As always, balance and moderation are key in designing a healthy diet. Whether choosing an Impossible Burger or a regular beef patty, it is important to look at the meal's overall nutritional content, including accompaniments like buns, toppings, and sides. Entire diet patterns determine health outcomes more than individual food items.

When examining such comparisons, it's also crucial to stay updated with current research on processed foods and the health implications of consuming meat alternatives versus whole food plant-based options. Ultimately, whether the Impossible Burger or traditional beef is the healthier choice may depend on personal dietary goals, preferences, and possible dietary restrictions.

Ingredients Spotlight: Understanding Soy Leghemoglobin

Soy Leghemoglobin, a key ingredient in the Impossible Burger, has sparked a significant amount of interest and controversy. As consumers become more health-conscious, understanding the components of plant-based meat alternatives is crucial. Let's delve deeper into what Soy Leghemoglobin is, its purpose, and the health considerations associated with its consumption.

What is Soy Leghemoglobin?
Soy Leghemoglobin (SLH) is a protein derived from soy plants, particularly from the root nodules.
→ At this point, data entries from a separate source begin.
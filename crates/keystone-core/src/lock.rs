//! Advisory exclusion of concurrent managers on one source root.
//!
//! Two managers overlaying the same tree race on the mount table. A
//! non-blocking `flock(2)` on a file inside the build-output directory
//! turns that into an immediate [`KeystoneError::Busy`].

use std::fmt;
use std::fs::{File, OpenOptions};
use std::path::{Path, PathBuf};

use keystone_common::error::{KeystoneError, Result};
use nix::errno::Errno;
use nix::fcntl::{Flock, FlockArg};

/// Exclusive lock held until dropped.
pub struct SourceRootLock {
    path: PathBuf,
    _guard: Flock<File>,
}

impl SourceRootLock {
    /// Takes the lock at `path`, creating the file if needed.
    ///
    /// # Errors
    ///
    /// Returns [`KeystoneError::Busy`] if another process or manager holds
    /// the lock, or [`KeystoneError::Io`] if the file cannot be opened.
    pub fn acquire(path: &Path) -> Result<Self> {
        let file = OpenOptions::new()
            .create(true)
            .truncate(false)
            .write(true)
            .open(path)
            .map_err(|e| KeystoneError::Io {
                path: path.to_path_buf(),
                source: e,
            })?;

        let guard = Flock::lock(file, FlockArg::LockExclusiveNonblock).map_err(|(_, errno)| {
            if errno == Errno::EWOULDBLOCK {
                KeystoneError::Busy {
                    path: path.to_path_buf(),
                }
            } else {
                KeystoneError::Io {
                    path: path.to_path_buf(),
                    source: errno.into(),
                }
            }
        })?;

        tracing::debug!(path = %path.display(), "source root locked");
        Ok(Self {
            path: path.to_path_buf(),
            _guard: guard,
        })
    }

    /// Location of the lock file.
    #[must_use]
    pub fn path(&self) -> &Path {
        &self.path
    }
}

impl fmt::Debug for SourceRootLock {
    fn fmt(&self, f: &mut fmt::Formatter<'_>) -> fmt::Result {
        f.debug_struct("SourceRootLock")
            .field("path", &self.path)
            .finish_non_exhaustive()
    }
}

#[cfg(test)]
mod tests {
    use super::*;

    #[test]
    fn second_lock_on_same_file_is_busy() {
        let dir = tempfile::tempdir().expect("tempdir");
        let path = dir.path().join("lock");

        let held = SourceRootLock::acquire(&path).expect("first lock");
        let err = SourceRootLock::acquire(&path).unwrap_err();
        assert!(matches!(err, KeystoneError::Busy { .. }));
        assert_eq!(held.path(), path);
    }

    #[test]
    fn lock_is_released_on_drop() {
        let dir = tempfile::tempdir().expect("tempdir");
        let path = dir.path().join("lock");

        drop(SourceRootLock::acquire(&path).expect("first lock"));
        assert!(SourceRootLock::acquire(&path).is_ok());
    }

    #[test]
    fn missing_parent_is_an_io_error() {
        let err = SourceRootLock::acquire(Path::new("/nonexistent/dir/lock")).unwrap_err();
        assert!(matches!(err, KeystoneError::Io { .. }));
    }
}
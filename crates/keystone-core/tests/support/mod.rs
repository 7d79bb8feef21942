//! Shared fixtures for overlay manager tests.

#![allow(dead_code, clippy::unwrap_used, clippy::new_ret_no_self)]

use std::io;
use std::path::Path;
use std::sync::{Arc, Mutex};

use keystone_common::config::KeystoneConfig;
use keystone_core::{CommandRunner, CommandStatus};

type FailPredicate = Box<dyn Fn(&[String]) -> bool + Send + Sync>;

/// Records every command instead of running it.
///
/// Commands matching the failure predicate exit with code 32, the code
/// `mount(8)` uses for a mount failure.
pub struct RecordingRunner {
    calls: Mutex<Vec<Vec<String>>>,
    fail_when: FailPredicate,
}

impl RecordingRunner {
    pub fn new() -> Arc<Self> {
        Self::failing_when(|_| false)
    }

    pub fn failing_when(
        predicate: impl Fn(&[String]) -> bool + Send + Sync + 'static,
    ) -> Arc<Self> {
        Arc::new(Self {
            calls: Mutex::new(Vec::new()),
            fail_when: Box::new(predicate),
        })
    }

    pub fn calls(&self) -> Vec<Vec<String>> {
        self.calls.lock().unwrap().clone()
    }

    /// Recorded commands whose program (after the prefix) is `program`.
    pub fn calls_to(&self, program: &str) -> Vec<Vec<String>> {
        self.calls()
            .into_iter()
            .filter(|c| c.first().map(String::as_str) == Some(program))
            .collect()
    }
}

impl CommandRunner for RecordingRunner {
    fn run(&self, command: &[String]) -> io::Result<CommandStatus> {
        self.calls.lock().unwrap().push(command.to_vec());
        let code = if (self.fail_when)(command) { 32 } else { 0 };
        Ok(CommandStatus::exited(code))
    }
}

/// Configuration that runs commands without a privilege prefix.
pub fn config() -> KeystoneConfig {
    KeystoneConfig {
        privilege_prefix: Vec::new(),
        lock: true,
    }
}

/// Creates `<root>/overlays/<layer>` for each layer.
pub fn make_layers(root: &Path, layers: &[&str]) {
    for layer in layers {
        std::fs::create_dir_all(root.join("overlays").join(layer)).unwrap();
    }
}

pub fn is_union_mount(command: &[String]) -> bool {
    command.iter().any(|arg| arg == "--types")
}

pub fn path_str(path: &Path) -> String {
    path.display().to_string()
}
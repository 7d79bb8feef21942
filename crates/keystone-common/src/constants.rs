//! Directory names and defaults shared across the workspace.

/// Directory under the source root holding one subdirectory per overlay layer.
pub const OVERLAYS_DIR: &str = "overlays";

/// Name of the empty marker file placed inside every layer directory.
///
/// Its presence keeps the build system from scanning layer directories as
/// ordinary source content.
pub const WHITEOUT_FILE: &str = "overlays";

/// Build-output directory under the source root.
pub const OUTPUT_DIR: &str = "out";

/// Directory under the build output holding per-target union-mount scratch space.
pub const OUTPUT_OVERLAYS_DIR: &str = "overlays";

/// Union-mount `workdir` name inside the per-target scratch directory.
pub const WORK_DIR: &str = "work";

/// Union-mount `upperdir` name inside the per-target scratch directory.
pub const ARTIFACTS_DIR: &str = "artifacts";

/// Advisory lock file, created inside the build-output directory.
pub const LOCK_FILE: &str = ".keystone-overlay.lock";

/// Prefix for the process-private passthrough directory.
pub const PASSTHROUGH_PREFIX: &str = "keystone-passthrough-";

/// Privilege-escalation command prepended to mount commands by default.
pub const DEFAULT_PRIVILEGE_PREFIX: &[&str] = &["sudo"];

/// Environment variable naming a JSON configuration file.
pub const CONFIG_ENV: &str = "KEYSTONE_CONFIG";
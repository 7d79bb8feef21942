//! `keystone run` — Run a command on top of the target overlay.

use std::path::{Path, PathBuf};
use std::process::{Command, ExitCode, ExitStatus};
use std::sync::Arc;
use std::sync::atomic::{AtomicBool, Ordering};

use anyhow::Context;
use clap::Args;
use keystone_common::config::KeystoneConfig;
use keystone_common::types::BuildTarget;
use keystone_core::{OverlayManager, SystemRunner};

use crate::output::{BOLD, DIM, GREEN, RED, RESET, format_command};

/// Shell convention for a command ended by SIGINT.
const INTERRUPTED_EXIT: u8 = 130;

/// Arguments for the `run` command.
#[derive(Args, Debug)]
pub struct RunArgs {
    /// Build target whose layers are overlaid.
    #[arg(short, long)]
    pub target: String,

    /// Root of the Android source tree. Defaults to the current directory.
    #[arg(short, long)]
    pub source_root: Option<PathBuf>,

    /// Command to run inside the source root, usually a sandbox invocation.
    #[arg(last = true, required = true)]
    pub command: Vec<String>,
}

/// Executes the `run` command.
///
/// The overlay is always torn down before returning, whether the command
/// succeeded, failed, or was interrupted.
///
/// # Errors
///
/// Returns an error if the overlay cannot be mounted, the command cannot be
/// started, or teardown leaves mounts behind.
pub fn execute(args: RunArgs, config: &KeystoneConfig) -> anyhow::Result<ExitCode> {
    let source_root = super::source_root(args.source_root)?;
    let target = BuildTarget::new(args.target);

    let interrupted = install_interrupt_guard()?;

    let mut manager = OverlayManager::create(&target, &source_root, Arc::new(SystemRunner), config)
        .with_context(|| format!("failed to mount overlay for {target}"))?;
    eprintln!(
        "  {GREEN}Overlay mounted{RESET} {BOLD}{target}{RESET} {DIM}({}){RESET}",
        manager.layers().join(", ")
    );

    let status = run_unless_interrupted(&args.command, manager.source_root(), &interrupted);

    if interrupted.load(Ordering::SeqCst) {
        eprintln!("  {DIM}Interrupted, tearing down overlay...{RESET}");
    }
    manager.destroy().context("overlay teardown failed")?;
    eprintln!("  {GREEN}Overlay torn down.{RESET}");

    let Some(status) = status? else {
        return Ok(ExitCode::from(INTERRUPTED_EXIT));
    };
    if !status.success() {
        eprintln!("  {RED}Command failed:{RESET} {}", format_command(&args.command));
    }
    Ok(exit_code(status))
}

/// Keeps keystone alive on Ctrl+C so the overlay can still be torn down.
///
/// The foreground command receives the signal from the terminal directly.
fn install_interrupt_guard() -> anyhow::Result<Arc<AtomicBool>> {
    let interrupted = Arc::new(AtomicBool::new(false));
    let flag = Arc::clone(&interrupted);
    ctrlc::set_handler(move || {
        flag.store(true, Ordering::SeqCst);
    })
    .context("failed to set Ctrl+C handler")?;
    Ok(interrupted)
}

/// Runs the command unless Ctrl+C already arrived while mounting.
fn run_unless_interrupted(
    command: &[String],
    source_root: &Path,
    interrupted: &AtomicBool,
) -> anyhow::Result<Option<ExitStatus>> {
    if interrupted.load(Ordering::SeqCst) {
        tracing::warn!("interrupted during setup, skipping command");
        return Ok(None);
    }
    run_command(command, source_root).map(Some)
}

fn run_command(command: &[String], source_root: &Path) -> anyhow::Result<ExitStatus> {
    let (program, rest) = command
        .split_first()
        .context("no command given")?;
    tracing::info!(
        command = %format_command(command),
        cwd = %source_root.display(),
        "running command"
    );
    Command::new(program)
        .args(rest)
        .current_dir(source_root)
        .status()
        .with_context(|| format!("failed to start {program}"))
}

fn exit_code(status: ExitStatus) -> ExitCode {
    status
        .code()
        .and_then(|code| u8::try_from(code).ok())
        .map_or(ExitCode::FAILURE, ExitCode::from)
}

#[cfg(test)]
mod tests {
    use super::*;

    #[test]
    fn exit_code_mirrors_command_status() {
        let ok = Command::new("true").status().expect("spawn");
        let failed = Command::new("false").status().expect("spawn");
        assert_eq!(exit_code(ok), ExitCode::SUCCESS);
        assert_eq!(exit_code(failed), ExitCode::from(1));
    }

    #[test]
    fn run_command_uses_source_root_as_cwd() {
        let dir = tempfile::tempdir().expect("tempdir");
        let status = run_command(&["touch".to_owned(), "marker".to_owned()], dir.path())
            .expect("run");
        assert!(status.success());
        assert!(dir.path().join("marker").exists());
    }

    #[test]
    fn interrupt_during_setup_skips_command() {
        let dir = tempfile::tempdir().expect("tempdir");
        let interrupted = AtomicBool::new(true);
        let command = ["touch".to_owned(), "marker".to_owned()];

        let status = run_unless_interrupted(&command, dir.path(), &interrupted).expect("run");

        assert!(status.is_none());
        assert!(!dir.path().join("marker").exists());
    }

    #[test]
    fn command_runs_when_not_interrupted() {
        let dir = tempfile::tempdir().expect("tempdir");
        let interrupted = AtomicBool::new(false);
        let command = ["true".to_owned()];

        let status = run_unless_interrupted(&command, dir.path(), &interrupted).expect("run");

        assert!(status.is_some_and(|s| s.success()));
    }

    #[test]
    fn missing_program_is_an_error() {
        let dir = tempfile::tempdir().expect("tempdir");
        assert!(run_command(&["/nonexistent/keystone-build".to_owned()], dir.path()).is_err());
    }
}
It's structurally similar to the hemoglobin found in animal blood, which is why it can mimic the "bleeding" effect and meaty flavor of traditional burgers. SLH is produced through fermentation using genetically modified yeast, which enables the mass production necessary for commercial use.

Role in the Impossible Burger
The primary role of Soy Leghemoglobin in the Impossible Burger is to enhance the sensory experience—it imparts the savory taste and aroma characteristic of cooked beef. This ingredient is crucial in bridging the gap for those seeking a plant-based burger that satisfies like a meat-based counterpart.

Safety Assessment
The safety of Soy Leghemoglobin has been vigorously assessed. The U.S. Food and Drug Administration (FDA) gave a "no questions" response to the Generally Recognized As Safe (GRAS) notice for SLH, indicating that the agency has no safety concerns based on the data provided. Additionally, independent groups have conducted studies on SLH, looking into its potential allergenicity and toxicity. According to research, these studies have not demonstrated significant adverse effects of SLH when consumed at levels present in the Impossible Burger. For example, a 2019 study in the journal International Journal of Molecular Sciences evaluated the allergenicity potential of heme and its risk profile in individuals with Alpha-Gal Syndrome and found no major concerns.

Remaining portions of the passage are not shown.